-- Opening Marker --

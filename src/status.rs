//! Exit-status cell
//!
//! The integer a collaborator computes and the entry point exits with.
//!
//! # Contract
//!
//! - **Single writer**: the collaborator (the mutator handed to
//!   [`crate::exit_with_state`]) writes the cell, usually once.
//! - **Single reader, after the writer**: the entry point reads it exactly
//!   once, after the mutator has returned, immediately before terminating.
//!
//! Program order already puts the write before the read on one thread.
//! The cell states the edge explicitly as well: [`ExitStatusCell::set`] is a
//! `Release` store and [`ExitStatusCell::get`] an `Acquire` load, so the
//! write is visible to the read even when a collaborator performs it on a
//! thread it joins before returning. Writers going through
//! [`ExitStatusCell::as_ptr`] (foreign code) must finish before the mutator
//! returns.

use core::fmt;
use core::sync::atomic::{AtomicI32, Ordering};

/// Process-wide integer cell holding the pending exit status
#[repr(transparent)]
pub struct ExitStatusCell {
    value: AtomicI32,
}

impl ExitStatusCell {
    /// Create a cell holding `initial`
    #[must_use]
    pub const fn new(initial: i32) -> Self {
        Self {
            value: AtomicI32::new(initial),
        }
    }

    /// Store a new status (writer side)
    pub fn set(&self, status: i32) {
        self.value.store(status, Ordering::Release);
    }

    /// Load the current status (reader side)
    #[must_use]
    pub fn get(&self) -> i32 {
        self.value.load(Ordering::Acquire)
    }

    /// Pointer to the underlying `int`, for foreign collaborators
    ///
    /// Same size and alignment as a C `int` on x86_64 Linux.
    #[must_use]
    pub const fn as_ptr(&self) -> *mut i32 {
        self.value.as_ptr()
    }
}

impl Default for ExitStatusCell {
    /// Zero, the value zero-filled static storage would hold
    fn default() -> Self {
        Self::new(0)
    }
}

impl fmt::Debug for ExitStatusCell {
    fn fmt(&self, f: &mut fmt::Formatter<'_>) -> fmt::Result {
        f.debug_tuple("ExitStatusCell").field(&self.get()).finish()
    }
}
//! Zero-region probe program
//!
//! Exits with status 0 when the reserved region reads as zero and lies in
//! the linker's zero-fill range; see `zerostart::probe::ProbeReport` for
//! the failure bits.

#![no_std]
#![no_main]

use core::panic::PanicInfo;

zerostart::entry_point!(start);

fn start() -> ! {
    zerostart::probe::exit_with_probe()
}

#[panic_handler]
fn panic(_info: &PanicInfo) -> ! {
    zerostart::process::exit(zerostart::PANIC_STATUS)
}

-- Closing Marker --
-- Opening Marker --

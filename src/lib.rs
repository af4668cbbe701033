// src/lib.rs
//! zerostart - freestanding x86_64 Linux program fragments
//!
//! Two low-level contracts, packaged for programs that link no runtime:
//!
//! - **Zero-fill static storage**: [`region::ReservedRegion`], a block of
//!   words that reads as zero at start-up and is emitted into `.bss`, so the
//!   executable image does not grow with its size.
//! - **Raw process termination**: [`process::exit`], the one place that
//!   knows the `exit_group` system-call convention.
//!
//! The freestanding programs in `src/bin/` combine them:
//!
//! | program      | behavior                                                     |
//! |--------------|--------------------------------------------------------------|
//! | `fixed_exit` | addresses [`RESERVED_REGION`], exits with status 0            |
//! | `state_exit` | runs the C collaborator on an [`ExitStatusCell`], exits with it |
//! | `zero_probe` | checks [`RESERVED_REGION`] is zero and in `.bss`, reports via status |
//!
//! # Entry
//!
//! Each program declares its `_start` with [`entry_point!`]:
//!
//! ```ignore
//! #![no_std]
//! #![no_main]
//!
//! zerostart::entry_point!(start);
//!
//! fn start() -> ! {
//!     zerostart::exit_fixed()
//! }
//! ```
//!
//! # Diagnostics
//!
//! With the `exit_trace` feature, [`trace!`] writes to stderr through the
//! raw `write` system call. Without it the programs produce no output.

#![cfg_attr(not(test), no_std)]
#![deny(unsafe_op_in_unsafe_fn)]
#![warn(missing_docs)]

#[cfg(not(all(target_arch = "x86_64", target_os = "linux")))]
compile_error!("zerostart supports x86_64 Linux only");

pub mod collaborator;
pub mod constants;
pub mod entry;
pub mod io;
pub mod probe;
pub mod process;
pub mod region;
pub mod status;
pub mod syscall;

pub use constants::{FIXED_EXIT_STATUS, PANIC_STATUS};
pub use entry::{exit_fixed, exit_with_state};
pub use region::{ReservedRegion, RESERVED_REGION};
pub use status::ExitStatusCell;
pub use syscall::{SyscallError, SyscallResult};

-- Closing Marker --

**Task to complete**
Copy only the lines in the listing that contain "foreign".

**Written answer**
//! [`ExitStatusCell::as_ptr`] (foreign code) must finish before the mutator
    /// Pointer to the underlying `int`, for foreign collaborators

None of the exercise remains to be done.